#### [Task statement]
Transcribe the entries below exactly as they appear.

#### [The records]
// src/engine/flow.rs

use std::sync::Arc;
use std::sync::atomic::{AtomicU64, Ordering};

use tracing::{debug, info, warn};

use crate::config::{ExecutorConfig, validate_executor};
use crate::dag::{Graph, TaskId};
use crate::engine::observer::Observer;
use crate::engine::outcome::TopologyOutcome;
use crate::engine::topology::{CompletionAction, Topology};
use crate::errors::Result;
use crate::exec::WorkerPool;

static NEXT_TOPOLOGY_ID: AtomicU64 = AtomicU64::new(1);

/// The user-facing controller.
///
/// A `Flow` owns:
/// - the working [`Graph`] that tasks are added to,
/// - every dispatched topology until it is reclaimed,
/// - the worker pool shared by all topologies.
///
/// Dispatching freezes the working graph and immediately replaces it with an
/// empty one, so the next graph can be built while the previous one runs.
///
/// Task payloads (and whatever they capture) are only dropped when their
/// topology is reclaimed: by [`wait_for_all`](Self::wait_for_all),
/// [`wait_for_topologies`](Self::wait_for_topologies), or teardown.
/// Dropping a `Flow` blocks until every dispatched topology has completed.
#[derive(Debug)]
pub struct Flow {
    graph: Graph,
    topologies: Vec<Arc<Topology>>,
    pool: WorkerPool,
}

impl Flow {
    /// Create a flow with `workers` threads and default settings otherwise.
    pub fn new(workers: usize) -> Result<Self> {
        Self::with_config(ExecutorConfig {
            workers,
            ..ExecutorConfig::default()
        })
    }

    pub fn with_config(config: ExecutorConfig) -> Result<Self> {
        validate_executor(&config)?;
        let pool = WorkerPool::new(&config)?;
        Ok(Self {
            graph: Graph::new(),
            topologies: Vec::new(),
            pool,
        })
    }

    pub fn num_workers(&self) -> usize {
        self.pool.num_workers()
    }

    /// Number of dispatched topologies not yet reclaimed (active or not).
    pub fn num_topologies(&self) -> usize {
        self.topologies.len()
    }

    /// The working (not yet dispatched) graph.
    pub fn graph(&self) -> &Graph {
        &self.graph
    }

    pub fn graph_mut(&mut self) -> &mut Graph {
        &mut self.graph
    }

    pub fn add_task<F>(&mut self, work: F) -> TaskId
    where
        F: FnMut() + Send + 'static,
    {
        self.graph.add_task(work)
    }

    pub fn add_named_task<F>(&mut self, name: impl Into<String>, work: F) -> TaskId
    where
        F: FnMut() + Send + 'static,
    {
        self.graph.add_named_task(name, work)
    }

    pub fn add_fallible_task<F>(&mut self, work: F) -> TaskId
    where
        F: FnMut() -> anyhow::Result<()> + Send + 'static,
    {
        self.graph.add_fallible_task(work)
    }

    pub fn precede(&mut self, from: TaskId, to: TaskId) -> Result<()> {
        self.graph.precede(from, to)
    }

    /// Dispatch the working graph and block until every tracked topology has
    /// completed, then reclaim them all.
    ///
    /// Returns the first recorded task failure among the reclaimed
    /// topologies, in dispatch order.
    pub fn wait_for_all(&mut self) -> Result<()> {
        self.dispatch_inner(None)?;
        self.wait_for_topologies()
    }

    /// Dispatch the working graph without blocking.
    pub fn dispatch(&mut self) -> Result<Observer> {
        self.dispatch_inner(None)
    }

    /// Dispatch, running `action` once on the worker that completes the topology.
    pub fn dispatch_with<F>(&mut self, action: F) -> Result<Observer>
    where
        F: FnOnce(&TopologyOutcome) + Send + 'static,
    {
        self.dispatch_inner(Some(Box::new(action)))
    }

    /// Dispatch without an observer. The topology is still tracked and is
    /// covered by bulk waits and teardown.
    pub fn silent_dispatch(&mut self) -> Result<()> {
        self.dispatch_inner(None).map(drop)
    }

    pub fn silent_dispatch_with<F>(&mut self, action: F) -> Result<()>
    where
        F: FnOnce(&TopologyOutcome) + Send + 'static,
    {
        self.dispatch_inner(Some(Box::new(action))).map(drop)
    }

    /// Block until every tracked topology has completed, then reclaim all of
    /// them. The working graph is left untouched.
    pub fn wait_for_topologies(&mut self) -> Result<()> {
        let topologies = std::mem::take(&mut self.topologies);
        if topologies.is_empty() {
            return Ok(());
        }

        debug!(count = topologies.len(), "waiting for tracked topologies");
        for topology in &topologies {
            topology.wait_retired();
        }

        let mut first_error = None;
        for topology in &topologies {
            topology.reclaim();
            if first_error.is_none() {
                if let Err(err) = topology.signal().wait().into_result() {
                    first_error = Some(err);
                }
            }
        }

        info!(count = topologies.len(), "reclaimed completed topologies");
        match first_error {
            Some(err) => Err(err),
            None => Ok(()),
        }
    }

    /// Explicit teardown: bulk wait, then stop the worker pool.
    pub fn shutdown(mut self) -> Result<()> {
        let result = self.wait_for_topologies();
        self.pool.shutdown();
        result
    }

    fn dispatch_inner(&mut self, action: Option<CompletionAction>) -> Result<Observer> {
        let graph = std::mem::take(&mut self.graph);
        let id = NEXT_TOPOLOGY_ID.fetch_add(1, Ordering::Relaxed);

        debug!(
            topology = id,
            graph = graph.id(),
            tasks = graph.len(),
            edges = graph.num_edges(),
            "dispatching graph"
        );

        let topology = Arc::new(Topology::new(id, graph, action));
        self.pool.schedule(&topology)?;
        self.topologies.push(Arc::clone(&topology));

        Ok(Observer::new(topology))
    }
}

impl Drop for Flow {
    fn drop(&mut self) {
        if let Err(err) = self.wait_for_topologies() {
            warn!(error = %err, "flow dropped with failed topologies");
        }
        self.pool.shutdown();
    }
}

#### [Task solution]
// src/engine/flow.rs

use std::sync::Arc;
use std::sync::atomic::{AtomicU64, Ordering};

use tracing::{debug, info, warn};

use crate::config::{ExecutorConfig, validate_executor};
use crate::dag::{Graph, TaskId};
use crate::engine::observer::Observer;
use crate::engine::outcome::TopologyOutcome;
use crate::engine::topology::{CompletionAction, Topology};
use crate::errors::Result;
use crate::exec::WorkerPool;

static NEXT_TOPOLOGY_ID: AtomicU64 = AtomicU64::new(1);

/// The user-facing controller.
///
/// A `Flow` owns:
/// - the working [`Graph`] that tasks are added to,
/// - every dispatched topology until it is reclaimed,
/// - the worker pool shared by all topologies.
///
/// Dispatching freezes the working graph and immediately replaces it with an
/// empty one, so the next graph can be built while the previous one runs.
///
/// Task payloads (and whatever they capture) are only dropped when their
/// topology is reclaimed: by [`wait_for_all`](Self::wait_for_all),
/// [`wait_for_topologies`](Self::wait_for_topologies), or teardown.
/// Dropping a `Flow` blocks until every dispatched topology has completed.
#[derive(Debug)]
pub struct Flow {
    graph: Graph,
    topologies: Vec<Arc<Topology>>,
    pool: WorkerPool,
}

impl Flow {
    /// Create a flow with `workers` threads and default settings otherwise.
    pub fn new(workers: usize) -> Result<Self> {
        Self::with_config(ExecutorConfig {
            workers,
            ..ExecutorConfig::default()
        })
    }

    pub fn with_config(config: ExecutorConfig) -> Result<Self> {
        validate_executor(&config)?;
        let pool = WorkerPool::new(&config)?;
        Ok(Self {
            graph: Graph::new(),
            topologies: Vec::new(),
            pool,
        })
    }

    pub fn num_workers(&self) -> usize {
        self.pool.num_workers()
    }

    /// Number of dispatched topologies not yet reclaimed (active or not).
    pub fn num_topologies(&self) -> usize {
        self.topologies.len()
    }

    /// The working (not yet dispatched) graph.
    pub fn graph(&self) -> &Graph {
        &self.graph
    }

    pub fn graph_mut(&mut self) -> &mut Graph {
        &mut self.graph
    }

    pub fn add_task<F>(&mut self, work: F) -> TaskId
    where
        F: FnMut() + Send + 'static,
    {
        self.graph.add_task(work)
    }

    pub fn add_named_task<F>(&mut self, name: impl Into<String>, work: F) -> TaskId
    where
        F: FnMut() + Send + 'static,
    {
        self.graph.add_named_task(name, work)
    }

    pub fn add_fallible_task<F>(&mut self, work: F) -> TaskId
    where
        F: FnMut() -> anyhow::Result<()> + Send + 'static,
    {
        self.graph.add_fallible_task(work)
    }

    pub fn precede(&mut self, from: TaskId, to: TaskId) -> Result<()> {
        self.graph.precede(from, to)
    }

    /// Dispatch the working graph and block until every tracked topology has
    /// completed, then reclaim them all.
    ///
    /// Returns the first recorded task failure among the reclaimed
    /// topologies, in dispatch order.
    pub fn wait_for_all(&mut self) -> Result<()> {
        self.dispatch_inner(None)?;
        self.wait_for_topologies()
    }

    /// Dispatch the working graph without blocking.
    pub fn dispatch(&mut self) -> Result<Observer> {
        self.dispatch_inner(None)
    }

    /// Dispatch, running `action` once on the worker that completes the topology.
    pub fn dispatch_with<F>(&mut self, action: F) -> Result<Observer>
    where
        F: FnOnce(&TopologyOutcome) + Send + 'static,
    {
        self.dispatch_inner(Some(Box::new(action)))
    }

    /// Dispatch without an observer. The topology is still tracked and is
    /// covered by bulk waits and teardown.
    pub fn silent_dispatch(&mut self) -> Result<()> {
        self.dispatch_inner(None).map(drop)
    }

    pub fn silent_dispatch_with<F>(&mut self, action: F) -> Result<()>
    where
        F: FnOnce(&TopologyOutcome) + Send + 'static,
    {
        self.dispatch_inner(Some(Box::new(action))).map(drop)
    }

    /// Block until every tracked topology has completed, then reclaim all of
    /// them. The working graph is left untouched.
    pub fn wait_for_topologies(&mut self) -> Result<()> {
        let topologies = std::mem::take(&mut self.topologies);
        if topologies.is_empty() {
            return Ok(());
        }

        debug!(count = topologies.len(), "waiting for tracked topologies");
        for topology in &topologies {
            topology.wait_retired();
        }

        let mut first_error = None;
        for topology in &topologies {
            topology.reclaim();
            if first_error.is_none() {
                if let Err(err) = topology.signal().wait().into_result() {
                    first_error = Some(err);
                }
            }
        }

        info!(count = topologies.len(), "reclaimed completed topologies");
        match first_error {
            Some(err) => Err(err),
            None => Ok(()),
        }
    }

    /// Explicit teardown: bulk wait, then stop the worker pool.
    pub fn shutdown(mut self) -> Result<()> {
        let result = self.wait_for_topologies();
        self.pool.shutdown();
        result
    }

    fn dispatch_inner(&mut self, action: Option<CompletionAction>) -> Result<Observer> {
        let graph = std::mem::take(&mut self.graph);
        let id = NEXT_TOPOLOGY_ID.fetch_add(1, Ordering::Relaxed);

        debug!(
            topology = id,
            graph = graph.id(),
            tasks = graph.len(),
            edges = graph.num_edges(),
            "dispatching graph"
        );

        let topology = Arc::new(Topology::new(id, graph, action));
        self.pool.schedule(&topology)?;
        self.topologies.push(Arc::clone(&topology));

        Ok(Observer::new(topology))
    }
}

impl Drop for Flow {
    fn drop(&mut self) {
        if let Err(err) = self.wait_for_topologies() {
            warn!(error = %err, "flow dropped with failed topologies");
        }
        self.pool.shutdown();
    }
}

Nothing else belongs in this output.